Exactly the lines from the opening of the data through the line containing "use mwb_doctrine::app::entity::render_entity_body;" should be reproduced, please, with nothing added.

[GIVEN DATA — start]

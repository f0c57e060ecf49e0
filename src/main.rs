use std::io::{self, Write};
use std::path::PathBuf;

use clap::Parser;
use color_eyre::eyre::{Result, WrapErr};

use mwb_doctrine::app::column_renderer::RenderContext;
use mwb_doctrine::app::config::QuoteStrategy;
use mwb_doctrine::app::entity::render_entity_body;
use mwb_doctrine::app::type_hint::TypehintRegistry;
use mwb_doctrine::infra::adapters::{Doctrine2Converter, DoctrineTable, LogCrateSink};
use mwb_doctrine::infra::config::formatter_toml::resolve_formatter_config;
use mwb_doctrine::infra::config::manifest::ManifestFile;
use mwb_doctrine::{error, logging};

/// Render Doctrine 2 annotated entity properties and accessors from a column manifest
#[derive(Parser, Debug)]
#[command(author, version, about, long_about = None)]
struct Args {
    /// TOML manifest listing tables and their columns
    manifest: PathBuf,

    /// Formatter options file (defaults to ~/.config/mwb-doctrine/formatter.toml)
    #[arg(short, long)]
    config: Option<PathBuf>,

    /// Identifier quoting: auto, always or none
    #[arg(long)]
    quote: Option<QuoteStrategy>,

    /// Type-hint setter parameters whose type is a known class
    #[arg(long)]
    typehint: bool,

    #[arg(short, long)]
    verbose: bool,
}

fn main() -> Result<()> {
    dotenvy::dotenv().ok();
    error::install_hooks()?;

    let args = Args::parse();
    logging::init(args.verbose);

    let mut config = resolve_formatter_config(args.config.as_deref())?;
    if let Some(quote) = args.quote {
        config.quote_identifier_strategy = quote;
    }
    if args.typehint {
        config.property_typehint = true;
    }
    log::debug!(
        "Quoting identifiers: {}, type hints: {}",
        config.quote_identifier_strategy,
        config.property_typehint
    );

    let manifest = ManifestFile::load(&args.manifest)?;
    let tables = manifest.to_tables(&config);

    let converter = Doctrine2Converter::from_config(&config);
    let typehints = TypehintRegistry::new(config.typehint_classes.iter().cloned());
    let render_log = LogCrateSink;

    let mut out = io::stdout().lock();
    for table in &tables {
        let class_name = table.qualified_class_name();
        log::info!("Rendering table \"{}\" as {}", table.name, class_name);

        let doctrine_table = DoctrineTable::new(table, &config);
        let ctx = RenderContext {
            table: &doctrine_table,
            converter: &converter,
            config: &config,
            typehints: &typehints,
            log: &render_log,
        };
        let body = render_entity_body(table, ctx)
            .wrap_err_with(|| format!("Failed to render table {}", table.name))?;

        writeln!(out, "// {}", class_name)?;
        if let Some(comment) = &table.comment {
            writeln!(out, "// {}", comment)?;
        }
        write!(out, "{}", body)?;
        writeln!(out)?;
    }

    Ok(())
}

[GIVEN DATA — finish]

SOLUTION BELOW:
repository f0c57e060ecf49e0
filename src/main.rs
use std::io::{self, Write};
use std::path::PathBuf;

use clap::Parser;
use color_eyre::eyre::{Result, WrapErr};

use mwb_doctrine::app::column_renderer::RenderContext;
use mwb_doctrine::app::config::QuoteStrategy;
use mwb_doctrine::app::entity::render_entity_body;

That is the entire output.